_EXTRACTED INFORMATION:_
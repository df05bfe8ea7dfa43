//! Virtual memory interface.
//!
//! Address spaces are owned values: a process holds
//! `Box<dyn AddressSpace>` and destroying the space is dropping the box.
//! All transfers between kernel and user memory go through
//! `copy_in`/`copy_out`, which fail with `EFAULT` on unmapped addresses.

use alloc::boxed::Box;
use alloc::string::String;
use alloc::vec::Vec;
use core::fmt;

use storage::Vnode;

use crate::error::{Errno, KResult};

/// Size of a user pointer in bytes.
pub const WORD_SIZE: usize = core::mem::size_of::<u64>();

/// A user-space virtual address.
#[derive(Debug, Clone, Copy, PartialEq, Eq, PartialOrd, Ord, Hash, Default)]
pub struct UserPtr(pub u64);

impl UserPtr {
    /// The null pointer.
    pub const NULL: UserPtr = UserPtr(0);

    /// Whether this is the null pointer.
    pub fn is_null(self) -> bool {
        self.0 == 0
    }

    /// Raw address.
    pub fn addr(self) -> u64 {
        self.0
    }

    /// `self + bytes`, or `EFAULT` on overflow.
    pub fn add(self, bytes: usize) -> KResult<UserPtr> {
        self.0
            .checked_add(bytes as u64)
            .map(UserPtr)
            .ok_or(Errno::EFAULT)
    }

    /// `self - bytes`, or `EFAULT` on underflow.
    pub fn sub(self, bytes: usize) -> KResult<UserPtr> {
        self.0
            .checked_sub(bytes as u64)
            .map(UserPtr)
            .ok_or(Errno::EFAULT)
    }

    /// Whether the address is a multiple of `align`.
    pub fn is_aligned(self, align: usize) -> bool {
        self.0 % align as u64 == 0
    }
}

impl fmt::Display for UserPtr {
    fn fmt(&self, f: &mut fmt::Formatter<'_>) -> fmt::Result {
        write!(f, "{:#x}", self.0)
    }
}

/// Round `len` up to a multiple of the word size.
pub const fn round_up_word(len: usize) -> usize {
    (len + WORD_SIZE - 1) & !(WORD_SIZE - 1)
}

/// Access rights of a mapped region.
#[derive(Debug, Clone, Copy, PartialEq, Eq)]
pub struct RegionFlags {
    /// Readable.
    pub read: bool,
    /// Writable.
    pub write: bool,
    /// Executable.
    pub exec: bool,
}

/// A user address space.
pub trait AddressSpace: Send {
    /// Duplicate the space (contents included) for a forked child.
    fn copy(&self) -> KResult<Box<dyn AddressSpace>>;

    /// Make this space the one the MMU translates through.
    fn activate(&self);

    /// Map `size` bytes at `base`.
    fn define_region(&mut self, base: UserPtr, size: usize, flags: RegionFlags) -> KResult<()>;

    /// Map the user stack; returns the initial (top) stack pointer.
    fn define_stack(&mut self) -> KResult<UserPtr>;

    /// Copy `dst.len()` bytes from user address `src`.
    fn copy_in(&self, src: UserPtr, dst: &mut [u8]) -> KResult<()>;

    /// Copy `src` to user address `dst`.
    fn copy_out(&mut self, src: &[u8], dst: UserPtr) -> KResult<()>;

    /// Copy a NUL-terminated string of at most `max` bytes (NUL included).
    ///
    /// `ENAMETOOLONG` if no NUL appears within `max` bytes, `EINVAL` if
    /// the bytes are not UTF-8.
    fn copy_in_str(&self, src: UserPtr, max: usize) -> KResult<String> {
        let mut bytes = Vec::new();
        let mut byte = [0u8; 1];
        for i in 0..max {
            self.copy_in(src.add(i)?, &mut byte)?;
            if byte[0] == 0 {
                return String::from_utf8(bytes).map_err(|_| Errno::EINVAL);
            }
            bytes.push(byte[0]);
        }
        Err(Errno::ENAMETOOLONG)
    }

    /// Read one user word.
    fn copy_in_word(&self, src: UserPtr) -> KResult<u64> {
        let mut raw = [0u8; WORD_SIZE];
        self.copy_in(src, &mut raw)?;
        Ok(u64::from_le_bytes(raw))
    }

    /// Write one user word.
    fn copy_out_word(&mut self, value: u64, dst: UserPtr) -> KResult<()> {
        self.copy_out(&value.to_le_bytes(), dst)
    }

    /// Write `s` followed by a NUL.
    fn copy_out_str(&mut self, s: &str, dst: UserPtr) -> KResult<()> {
        self.copy_out(s.as_bytes(), dst)?;
        self.copy_out(&[0], dst.add(s.len())?)
    }
}

/// Creates address spaces and loads executables into them.
pub trait MemoryManager: Send + Sync {
    /// A new, empty address space.
    fn create(&self) -> KResult<Box<dyn AddressSpace>>;

    /// Load the executable in `file` into `space`; returns the entry point.
    fn load_executable(&self, file: &dyn Vnode, space: &mut dyn AddressSpace) -> KResult<UserPtr>;
}
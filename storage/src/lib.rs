//! Storage layer for KPROC.
//!
//! This crate provides the pieces of the file system that the process
//! subsystem talks to:
//! - the `FileSystem` / `Vnode` traits (the VFS contract)
//! - open flags and access modes
//! - path normalisation against a working directory
//! - `MemFs`, an in-memory tree used as the root file system
//! - `Console`, the `con:` character device backing stdin/stdout/stderr

#![cfg_attr(not(test), no_std)]

extern crate alloc;

pub mod console;
pub mod memfs;
pub mod path;
pub mod vfs;

pub use console::Console;
pub use memfs::MemFs;
pub use vfs::{FileSystem, Vnode};

/// Storage subsystem error types.
#[derive(Debug, Clone, Copy, PartialEq, Eq)]
pub enum StorageError {
    /// Device I/O error.
    IoError,
    /// Unsupported operation.
    Unsupported,
    /// File not found.
    FileNotFound,
    /// Not a directory.
    NotADirectory,
    /// Is a directory.
    IsADirectory,
    /// Already exists.
    AlreadyExists,
    /// Permission denied.
    PermissionDenied,
    /// Directory not empty.
    DirectoryNotEmpty,
    /// No space left on device.
    NoSpace,
    /// Write past the largest supported file size.
    FileTooLarge,
    /// Invalid path.
    InvalidPath,
    /// Name too long.
    NameTooLong,
    /// Invalid argument.
    InvalidArgument,
    /// Object does not support seeking.
    NotSeekable,
}

impl core::fmt::Display for StorageError {
    fn fmt(&self, f: &mut core::fmt::Formatter<'_>) -> core::fmt::Result {
        let msg = match self {
            StorageError::IoError => "I/O error",
            StorageError::Unsupported => "operation not supported",
            StorageError::FileNotFound => "no such file or directory",
            StorageError::NotADirectory => "not a directory",
            StorageError::IsADirectory => "is a directory",
            StorageError::AlreadyExists => "file exists",
            StorageError::PermissionDenied => "permission denied",
            StorageError::DirectoryNotEmpty => "directory not empty",
            StorageError::NoSpace => "no space left on device",
            StorageError::FileTooLarge => "file too large",
            StorageError::InvalidPath => "invalid path",
            StorageError::NameTooLong => "name too long",
            StorageError::InvalidArgument => "invalid argument",
            StorageError::NotSeekable => "illegal seek",
        };
        f.write_str(msg)
    }
}

/// File type.
#[derive(Debug, Clone, Copy, PartialEq, Eq)]
pub enum FileType {
    /// Regular file.
    Regular,
    /// Directory.
    Directory,
    /// Character device.
    CharDevice,
}

/// File permissions.
#[derive(Debug, Clone, Copy, PartialEq, Eq)]
pub struct FilePermissions(pub u16);

impl FilePermissions {
    /// Owner read permission.
    pub const OWNER_READ: u16 = 0o400;
    /// Owner write permission.
    pub const OWNER_WRITE: u16 = 0o200;
    /// Owner execute permission.
    pub const OWNER_EXEC: u16 = 0o100;

    /// Default file permissions (rw-r--r--).
    pub const DEFAULT_FILE: Self = FilePermissions(0o644);
    /// Default directory permissions (rwxr-xr-x).
    pub const DEFAULT_DIR: Self = FilePermissions(0o755);

    /// Build from a `mode` argument, keeping only the permission bits.
    pub const fn from_mode(mode: u16) -> Self {
        FilePermissions(mode & 0o777)
    }

    /// Check if owner can execute.
    pub fn owner_can_exec(&self) -> bool {
        self.0 & Self::OWNER_EXEC != 0
    }
}

/// File metadata/attributes.
#[derive(Debug, Clone)]
pub struct FileMetadata {
    /// File type.
    pub file_type: FileType,
    /// File permissions.
    pub permissions: FilePermissions,
    /// File size in bytes.
    pub size: u64,
    /// Number of hard links.
    pub nlink: u32,
    /// Inode number.
    pub inode: u64,
}

impl FileMetadata {
    /// Whether this object is a directory.
    pub fn is_dir(&self) -> bool {
        self.file_type == FileType::Directory
    }
}

impl Default for FileMetadata {
    fn default() -> Self {
        FileMetadata {
            file_type: FileType::Regular,
            permissions: FilePermissions::DEFAULT_FILE,
            size: 0,
            nlink: 1,
            inode: 0,
        }
    }
}

bitflags::bitflags! {
    /// Flags for opening files.
    ///
    /// The low two bits hold the access mode (`O_RDONLY` is the empty set).
    #[derive(Debug, Clone, Copy, PartialEq, Eq)]
    pub struct OpenFlags: u32 {
        /// Open for writing only.
        const WRONLY = 0x0001;
        /// Open for reading and writing.
        const RDWR = 0x0002;
        /// Mask for the access mode bits.
        const ACCMODE = 0x0003;
        /// Create if not exists.
        const CREAT = 0x0004;
        /// Exclusive create (fail if exists).
        const EXCL = 0x0008;
        /// Truncate to zero length.
        const TRUNC = 0x0010;
        /// Append mode.
        const APPEND = 0x0020;
    }
}

impl OpenFlags {
    /// Open for reading only.
    pub const RDONLY: Self = Self::empty();

    /// Decode the access mode. Both access bits set is rejected.
    pub fn access_mode(&self) -> Result<AccessMode, StorageError> {
        match self.bits() & Self::ACCMODE.bits() {
            0 => Ok(AccessMode::ReadOnly),
            1 => Ok(AccessMode::WriteOnly),
            2 => Ok(AccessMode::ReadWrite),
            _ => Err(StorageError::InvalidArgument),
        }
    }
}

/// Access mode of an open file.
#[derive(Debug, Clone, Copy, PartialEq, Eq)]
pub enum AccessMode {
    /// Reads only.
    ReadOnly,
    /// Writes only.
    WriteOnly,
    /// Reads and writes.
    ReadWrite,
}

impl AccessMode {
    /// Whether reads are permitted.
    pub fn can_read(self) -> bool {
        matches!(self, AccessMode::ReadOnly | AccessMode::ReadWrite)
    }

    /// Whether writes are permitted.
    pub fn can_write(self) -> bool {
        matches!(self, AccessMode::WriteOnly | AccessMode::ReadWrite)
    }
}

_ASSIGNMENT:_ Print the first line of the records above and each line after it, exactly, through the line with "pointer in bytes.".

_EXERCISE RESULT:_
repository df05bfe8ea7dfa43
//! Virtual memory interface.
//!
//! Address spaces are owned values: a process holds
//! `Box<dyn AddressSpace>` and destroying the space is dropping the box.
//! All transfers between kernel and user memory go through
//! `copy_in`/`copy_out`, which fail with `EFAULT` on unmapped addresses.

use alloc::boxed::Box;
use alloc::string::String;
use alloc::vec::Vec;
use core::fmt;

use storage::Vnode;

use crate::error::{Errno, KResult};

/// Size of a user pointer in bytes.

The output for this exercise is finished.